EXERCISE OBJECTIVE:
Beneath this instruction is a block of data; output from it exactly the lines that run from the one containing "parallel without cross-talk." through the one containing "per invocation and", inclusive.

[Stored items]
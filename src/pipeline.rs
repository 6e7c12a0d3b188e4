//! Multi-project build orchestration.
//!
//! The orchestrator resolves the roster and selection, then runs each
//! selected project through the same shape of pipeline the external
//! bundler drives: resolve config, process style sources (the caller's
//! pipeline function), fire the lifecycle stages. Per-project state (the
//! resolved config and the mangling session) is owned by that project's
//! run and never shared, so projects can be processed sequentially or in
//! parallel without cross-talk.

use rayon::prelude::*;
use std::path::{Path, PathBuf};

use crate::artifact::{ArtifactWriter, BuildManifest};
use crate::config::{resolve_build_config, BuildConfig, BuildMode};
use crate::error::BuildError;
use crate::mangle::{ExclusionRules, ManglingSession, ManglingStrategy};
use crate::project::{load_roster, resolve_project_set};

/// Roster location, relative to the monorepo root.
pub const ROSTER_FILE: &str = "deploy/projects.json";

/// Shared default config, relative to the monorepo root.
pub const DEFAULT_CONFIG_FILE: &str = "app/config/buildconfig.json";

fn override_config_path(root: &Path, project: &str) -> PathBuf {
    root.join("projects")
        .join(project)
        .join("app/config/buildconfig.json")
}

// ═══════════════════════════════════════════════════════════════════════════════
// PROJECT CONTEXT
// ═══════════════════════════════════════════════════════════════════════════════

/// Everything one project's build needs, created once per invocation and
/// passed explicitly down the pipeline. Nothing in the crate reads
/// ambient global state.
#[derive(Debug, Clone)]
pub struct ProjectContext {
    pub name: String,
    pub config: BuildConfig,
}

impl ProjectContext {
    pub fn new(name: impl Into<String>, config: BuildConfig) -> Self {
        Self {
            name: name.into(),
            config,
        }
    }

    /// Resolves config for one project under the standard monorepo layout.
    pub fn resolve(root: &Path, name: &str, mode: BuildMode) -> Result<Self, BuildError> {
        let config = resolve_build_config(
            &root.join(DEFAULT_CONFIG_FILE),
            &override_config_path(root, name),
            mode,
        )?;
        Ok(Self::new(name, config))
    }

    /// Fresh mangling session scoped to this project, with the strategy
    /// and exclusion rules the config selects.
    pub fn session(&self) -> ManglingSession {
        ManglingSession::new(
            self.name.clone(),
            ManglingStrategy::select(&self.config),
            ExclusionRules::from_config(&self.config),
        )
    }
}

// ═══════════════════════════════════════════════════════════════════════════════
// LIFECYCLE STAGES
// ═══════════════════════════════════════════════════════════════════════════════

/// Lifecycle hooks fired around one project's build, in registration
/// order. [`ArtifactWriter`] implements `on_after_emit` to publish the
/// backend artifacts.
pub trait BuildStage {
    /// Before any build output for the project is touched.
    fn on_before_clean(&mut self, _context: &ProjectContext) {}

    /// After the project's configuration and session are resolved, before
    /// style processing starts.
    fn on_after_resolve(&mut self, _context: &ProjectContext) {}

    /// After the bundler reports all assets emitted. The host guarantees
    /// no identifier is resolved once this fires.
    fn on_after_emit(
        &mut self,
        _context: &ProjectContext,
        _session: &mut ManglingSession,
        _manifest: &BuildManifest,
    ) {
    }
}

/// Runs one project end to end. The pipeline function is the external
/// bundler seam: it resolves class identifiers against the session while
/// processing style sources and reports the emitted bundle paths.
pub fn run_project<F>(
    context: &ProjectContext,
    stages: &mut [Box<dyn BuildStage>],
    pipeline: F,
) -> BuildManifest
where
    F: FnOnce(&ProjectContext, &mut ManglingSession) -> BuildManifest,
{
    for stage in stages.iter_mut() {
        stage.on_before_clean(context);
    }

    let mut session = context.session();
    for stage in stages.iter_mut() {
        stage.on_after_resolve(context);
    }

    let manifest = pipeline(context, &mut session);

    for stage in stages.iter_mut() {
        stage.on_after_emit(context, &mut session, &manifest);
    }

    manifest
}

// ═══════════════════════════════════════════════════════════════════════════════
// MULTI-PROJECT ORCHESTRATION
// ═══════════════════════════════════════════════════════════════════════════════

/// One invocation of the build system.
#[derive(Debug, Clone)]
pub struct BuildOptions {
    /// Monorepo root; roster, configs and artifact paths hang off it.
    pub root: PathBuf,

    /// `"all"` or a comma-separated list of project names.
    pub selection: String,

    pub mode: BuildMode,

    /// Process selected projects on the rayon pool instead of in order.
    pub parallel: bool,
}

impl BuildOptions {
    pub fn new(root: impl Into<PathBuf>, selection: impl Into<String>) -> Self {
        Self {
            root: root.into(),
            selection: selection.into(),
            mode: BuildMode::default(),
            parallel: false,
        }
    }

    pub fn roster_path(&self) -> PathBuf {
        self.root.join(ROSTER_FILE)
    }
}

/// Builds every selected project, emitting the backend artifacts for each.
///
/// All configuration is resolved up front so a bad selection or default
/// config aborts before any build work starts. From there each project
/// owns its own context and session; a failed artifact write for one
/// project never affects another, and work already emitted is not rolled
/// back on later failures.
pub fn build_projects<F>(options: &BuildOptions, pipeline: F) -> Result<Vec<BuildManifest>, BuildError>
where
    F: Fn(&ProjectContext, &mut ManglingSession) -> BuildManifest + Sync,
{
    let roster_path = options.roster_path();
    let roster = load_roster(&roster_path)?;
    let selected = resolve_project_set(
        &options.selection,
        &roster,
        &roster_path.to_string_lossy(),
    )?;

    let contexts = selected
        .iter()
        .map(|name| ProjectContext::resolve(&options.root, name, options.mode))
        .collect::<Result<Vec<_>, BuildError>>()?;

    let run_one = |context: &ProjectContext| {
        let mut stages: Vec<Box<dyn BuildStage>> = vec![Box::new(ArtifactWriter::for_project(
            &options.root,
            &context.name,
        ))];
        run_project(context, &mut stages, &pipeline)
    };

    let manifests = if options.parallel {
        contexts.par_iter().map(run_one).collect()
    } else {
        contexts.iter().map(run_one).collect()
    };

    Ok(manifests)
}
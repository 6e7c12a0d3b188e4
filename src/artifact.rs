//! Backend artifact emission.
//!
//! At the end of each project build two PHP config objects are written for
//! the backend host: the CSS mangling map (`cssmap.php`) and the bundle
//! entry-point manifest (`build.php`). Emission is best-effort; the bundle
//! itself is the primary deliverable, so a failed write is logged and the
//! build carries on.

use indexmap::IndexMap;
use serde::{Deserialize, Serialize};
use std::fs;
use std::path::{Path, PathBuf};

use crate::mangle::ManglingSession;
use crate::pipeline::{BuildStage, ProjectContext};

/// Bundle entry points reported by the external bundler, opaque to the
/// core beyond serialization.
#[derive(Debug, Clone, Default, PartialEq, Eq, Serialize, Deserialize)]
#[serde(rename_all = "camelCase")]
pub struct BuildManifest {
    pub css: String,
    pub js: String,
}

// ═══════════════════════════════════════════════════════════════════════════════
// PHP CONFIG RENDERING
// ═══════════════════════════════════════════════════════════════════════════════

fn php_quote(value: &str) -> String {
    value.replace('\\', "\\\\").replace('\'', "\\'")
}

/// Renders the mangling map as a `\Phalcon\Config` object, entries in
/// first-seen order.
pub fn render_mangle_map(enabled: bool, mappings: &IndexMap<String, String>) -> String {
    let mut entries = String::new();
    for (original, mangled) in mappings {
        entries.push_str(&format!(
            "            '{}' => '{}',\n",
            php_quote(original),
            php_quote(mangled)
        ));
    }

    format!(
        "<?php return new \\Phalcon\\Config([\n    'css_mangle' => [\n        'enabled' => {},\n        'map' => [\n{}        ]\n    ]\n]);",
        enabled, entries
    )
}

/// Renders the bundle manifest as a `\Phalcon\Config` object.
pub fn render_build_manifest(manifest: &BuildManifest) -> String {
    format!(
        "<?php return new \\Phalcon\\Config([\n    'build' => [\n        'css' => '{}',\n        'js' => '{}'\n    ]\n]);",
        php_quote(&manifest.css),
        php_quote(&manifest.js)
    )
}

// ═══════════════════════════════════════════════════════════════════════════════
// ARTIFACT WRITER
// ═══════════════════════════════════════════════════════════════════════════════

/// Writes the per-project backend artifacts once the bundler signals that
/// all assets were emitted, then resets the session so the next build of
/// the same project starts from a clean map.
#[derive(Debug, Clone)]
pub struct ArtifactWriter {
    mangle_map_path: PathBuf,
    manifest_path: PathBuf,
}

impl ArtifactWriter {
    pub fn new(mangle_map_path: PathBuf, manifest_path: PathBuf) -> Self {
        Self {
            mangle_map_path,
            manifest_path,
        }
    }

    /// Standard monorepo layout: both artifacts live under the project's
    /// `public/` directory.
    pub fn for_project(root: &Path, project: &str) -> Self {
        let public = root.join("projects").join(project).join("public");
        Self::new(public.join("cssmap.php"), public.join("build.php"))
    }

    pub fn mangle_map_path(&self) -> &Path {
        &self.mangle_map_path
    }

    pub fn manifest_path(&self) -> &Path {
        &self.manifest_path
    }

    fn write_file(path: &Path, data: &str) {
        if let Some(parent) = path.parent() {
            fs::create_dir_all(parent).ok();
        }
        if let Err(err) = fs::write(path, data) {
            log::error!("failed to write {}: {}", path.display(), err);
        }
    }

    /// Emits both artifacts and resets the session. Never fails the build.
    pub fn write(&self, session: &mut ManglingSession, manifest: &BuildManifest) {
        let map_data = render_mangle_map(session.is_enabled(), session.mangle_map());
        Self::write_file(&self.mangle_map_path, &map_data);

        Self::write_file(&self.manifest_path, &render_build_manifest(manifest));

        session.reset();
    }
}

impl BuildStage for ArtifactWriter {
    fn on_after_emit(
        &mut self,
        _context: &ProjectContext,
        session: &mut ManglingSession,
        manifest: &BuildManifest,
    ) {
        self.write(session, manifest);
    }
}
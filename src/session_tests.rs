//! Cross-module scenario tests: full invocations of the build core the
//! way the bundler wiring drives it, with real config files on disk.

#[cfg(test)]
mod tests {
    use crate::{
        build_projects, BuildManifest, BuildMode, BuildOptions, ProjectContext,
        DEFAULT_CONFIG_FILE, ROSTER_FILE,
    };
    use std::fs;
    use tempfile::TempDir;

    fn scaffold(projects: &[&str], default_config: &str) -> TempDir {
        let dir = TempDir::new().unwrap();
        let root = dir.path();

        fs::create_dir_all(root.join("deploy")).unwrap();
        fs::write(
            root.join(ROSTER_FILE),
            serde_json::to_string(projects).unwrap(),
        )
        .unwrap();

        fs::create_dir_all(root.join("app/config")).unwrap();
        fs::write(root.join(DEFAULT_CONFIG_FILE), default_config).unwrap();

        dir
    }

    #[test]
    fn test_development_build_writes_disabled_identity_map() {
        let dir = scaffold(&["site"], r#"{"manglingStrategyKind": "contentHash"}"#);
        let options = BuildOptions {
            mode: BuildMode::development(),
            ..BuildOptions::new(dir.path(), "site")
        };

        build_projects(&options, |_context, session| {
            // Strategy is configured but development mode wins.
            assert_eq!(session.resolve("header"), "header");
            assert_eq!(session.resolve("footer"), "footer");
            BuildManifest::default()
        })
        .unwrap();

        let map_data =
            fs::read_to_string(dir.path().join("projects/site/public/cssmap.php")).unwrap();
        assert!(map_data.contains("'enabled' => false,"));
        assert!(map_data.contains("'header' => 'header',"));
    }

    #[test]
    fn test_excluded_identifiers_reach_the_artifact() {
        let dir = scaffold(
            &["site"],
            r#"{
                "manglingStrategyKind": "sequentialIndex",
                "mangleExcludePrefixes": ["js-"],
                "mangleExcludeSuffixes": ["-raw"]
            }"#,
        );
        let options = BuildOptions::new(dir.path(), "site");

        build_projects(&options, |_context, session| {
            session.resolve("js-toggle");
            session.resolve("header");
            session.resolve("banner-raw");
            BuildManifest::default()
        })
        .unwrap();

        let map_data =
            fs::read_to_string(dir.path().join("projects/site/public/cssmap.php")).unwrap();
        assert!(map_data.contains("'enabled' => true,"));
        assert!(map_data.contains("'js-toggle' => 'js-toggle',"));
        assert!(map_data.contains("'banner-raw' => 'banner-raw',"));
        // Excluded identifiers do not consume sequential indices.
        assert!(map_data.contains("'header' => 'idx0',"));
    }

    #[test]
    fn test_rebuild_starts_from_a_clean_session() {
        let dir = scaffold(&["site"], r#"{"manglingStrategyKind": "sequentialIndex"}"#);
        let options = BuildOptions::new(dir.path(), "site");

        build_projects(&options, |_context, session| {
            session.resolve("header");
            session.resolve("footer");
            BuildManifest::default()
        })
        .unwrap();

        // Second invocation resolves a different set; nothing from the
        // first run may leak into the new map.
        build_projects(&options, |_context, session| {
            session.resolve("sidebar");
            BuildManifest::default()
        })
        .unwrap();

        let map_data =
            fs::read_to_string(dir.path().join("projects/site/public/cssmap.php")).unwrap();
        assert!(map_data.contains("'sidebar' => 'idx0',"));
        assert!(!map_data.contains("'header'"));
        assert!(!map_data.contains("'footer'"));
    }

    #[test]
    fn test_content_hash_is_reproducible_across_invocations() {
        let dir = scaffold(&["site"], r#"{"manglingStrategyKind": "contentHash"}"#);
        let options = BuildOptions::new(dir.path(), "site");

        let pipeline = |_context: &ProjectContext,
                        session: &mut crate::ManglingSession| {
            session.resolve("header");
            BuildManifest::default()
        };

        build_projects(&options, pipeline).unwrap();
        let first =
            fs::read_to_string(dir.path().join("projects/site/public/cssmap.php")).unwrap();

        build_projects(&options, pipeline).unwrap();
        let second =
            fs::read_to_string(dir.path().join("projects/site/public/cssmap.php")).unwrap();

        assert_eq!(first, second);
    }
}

SOLUTION TO THIS PROBLEM:
//! parallel without cross-talk.

use rayon::prelude::*;
use std::path::{Path, PathBuf};

use crate::artifact::{ArtifactWriter, BuildManifest};
use crate::config::{resolve_build_config, BuildConfig, BuildMode};
use crate::error::BuildError;
use crate::mangle::{ExclusionRules, ManglingSession, ManglingStrategy};
use crate::project::{load_roster, resolve_project_set};

/// Roster location, relative to the monorepo root.
pub const ROSTER_FILE: &str = "deploy/projects.json";

/// Shared default config, relative to the monorepo root.
pub const DEFAULT_CONFIG_FILE: &str = "app/config/buildconfig.json";

fn override_config_path(root: &Path, project: &str) -> PathBuf {
    root.join("projects")
        .join(project)
        .join("app/config/buildconfig.json")
}

// ═══════════════════════════════════════════════════════════════════════════════
// PROJECT CONTEXT
// ═══════════════════════════════════════════════════════════════════════════════

/// Everything one project's build needs, created once per invocation and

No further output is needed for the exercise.